==== Supplied entries ====

//! StakeBook validation and aggregation tests

use crate::engine::test_fixtures::{scenario_candidates, test_config, Harness};
use crate::error::{EngineError, StakeRejection};
use crate::models::{Category, RoundRef, RoundState};
use std::collections::HashSet;

#[test]
fn test_record_appends_in_sequence() {
    let h = Harness::new(test_config());
    let round = h.open(Category::Gaming, scenario_candidates());

    let a = h.book.record(&round.round_ref, "u1", "c1", 10).unwrap();
    let b = h.book.record(&round.round_ref, "u1", "c1", 5).unwrap();
    let c = h.book.record(&round.round_ref, "u2", "c3", 7).unwrap();

    assert_eq!((a.seq, b.seq, c.seq), (0, 1, 2));
    assert_ne!(a.stake_id, b.stake_id);
    assert_eq!(a.round_ref, round.round_ref);

    let stakes = h.book.stakes(&round.round_ref);
    assert_eq!(stakes, vec![a.clone(), b.clone(), c.clone()]);
    assert_eq!(h.book.stakes_for(&round.round_ref, "c1"), vec![a, b]);
    assert!(h.book.stakes_for(&round.round_ref, "c2").is_empty());
}

#[test]
fn test_totals_and_pool_stats() {
    let h = Harness::new(test_config());
    let round = h.open(Category::Gaming, scenario_candidates());
    let r = round.round_ref;

    h.book.record(&r, "u1", "c1", 10).unwrap();
    h.book.record(&r, "u2", "c1", 15).unwrap();
    h.book.record(&r, "u1", "c4", 3).unwrap();

    let totals = h.book.totals_by_clip(&r);
    assert_eq!(totals.get("c1"), Some(&25));
    assert_eq!(totals.get("c4"), Some(&3));
    assert_eq!(totals.len(), 2);

    let stats = h.book.pool_stats(&r);
    assert_eq!(stats.total_staked, 28);
    assert_eq!(stats.stake_count, 3);
    assert_eq!(stats.participants, 2);

    // A round with no stakes reports an empty pool
    let other = h.open(Category::Nature, scenario_candidates());
    assert_eq!(h.book.pool_stats(&other.round_ref).total_staked, 0);
    assert!(h.book.totals_by_clip(&other.round_ref).is_empty());
}

#[test]
fn test_record_rejections_leave_book_unchanged() {
    let mut config = test_config();
    config.min_stake = 5;
    let h = Harness::new(config);
    let round = h.open(Category::Knowledge, scenario_candidates());
    let r = round.round_ref;
    h.book.record(&r, "u1", "c1", 5).unwrap();

    assert_eq!(
        h.book.record(&r, "u1", "c1", 4),
        Err(EngineError::Rejected(StakeRejection::BelowMinimum {
            amount: 4,
            minimum: 5
        }))
    );
    assert_eq!(
        h.book.record(&r, "u1", "not-a-candidate", 50),
        Err(EngineError::Rejected(StakeRejection::InvalidClip {
            clip_id: "not-a-candidate".into()
        }))
    );
    assert_eq!(h.book.len(&r), 1);
}

#[test]
fn test_amount_overflow_rejected() {
    let h = Harness::new(test_config());
    let round = h.open(Category::Knowledge, scenario_candidates());
    let r = round.round_ref;

    h.book.record(&r, "whale", "c1", u64::MAX - 10).unwrap();
    assert_eq!(
        h.book.record(&r, "u2", "c2", 11),
        Err(EngineError::Rejected(StakeRejection::AmountOverflow))
    );
    h.book.record(&r, "u2", "c2", 10).unwrap();
    assert_eq!(h.book.pool_stats(&r).total_staked, u64::MAX);
}

#[test]
fn test_per_user_stake_cap() {
    let mut config = test_config();
    config.max_stakes_per_user = Some(2);
    let h = Harness::new(config);
    let round = h.open(Category::Lifestyle, scenario_candidates());
    let r = round.round_ref;

    h.book.record(&r, "u1", "c1", 1).unwrap();
    h.book.record(&r, "u1", "c2", 1).unwrap();
    assert_eq!(
        h.book.record(&r, "u1", "c3", 1),
        Err(EngineError::Rejected(StakeRejection::StakeLimitReached {
            limit: 2
        }))
    );
    // Other users are unaffected
    h.book.record(&r, "u2", "c3", 1).unwrap();
    assert_eq!(h.book.len(&r), 3);
}

#[test]
fn test_unlimited_stakes_without_cap() {
    let h = Harness::new(test_config());
    let round = h.open(Category::Lifestyle, scenario_candidates());
    for _ in 0..25 {
        h.book.record(&round.round_ref, "u1", "c1", 1).unwrap();
    }
    assert_eq!(h.book.len(&round.round_ref), 25);
    let ids: HashSet<_> = h
        .book
        .stakes(&round.round_ref)
        .into_iter()
        .map(|s| s.stake_id)
        .collect();
    assert_eq!(ids.len(), 25);
}

#[test]
fn test_record_on_locked_round_is_round_closed() {
    let h = Harness::new(test_config());
    let round = h.open(Category::Entertainment, scenario_candidates());
    let r = round.round_ref;
    h.book.record(&r, "u1", "c1", 10).unwrap();

    h.rounds.lock(&r).unwrap();
    assert_eq!(
        h.book.record(&r, "u2", "c1", 10),
        Err(EngineError::Rejected(StakeRejection::RoundClosed {
            state: RoundState::Locked
        }))
    );
    assert_eq!(h.book.len(&r), 1);
}

#[test]
fn test_record_on_unknown_round() {
    let h = Harness::new(test_config());
    let missing = RoundRef::new(Category::Gaming, 3);
    assert_eq!(
        h.book.record(&missing, "u1", "c1", 10),
        Err(EngineError::NotFound(missing))
    );
    assert_eq!(h.book.len(&missing), 0);
}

====

**Instructions for the task:** Looking at the records, how many of the lines contain the string "HashSet"? Only the number should be given.

**Exercise output:** 2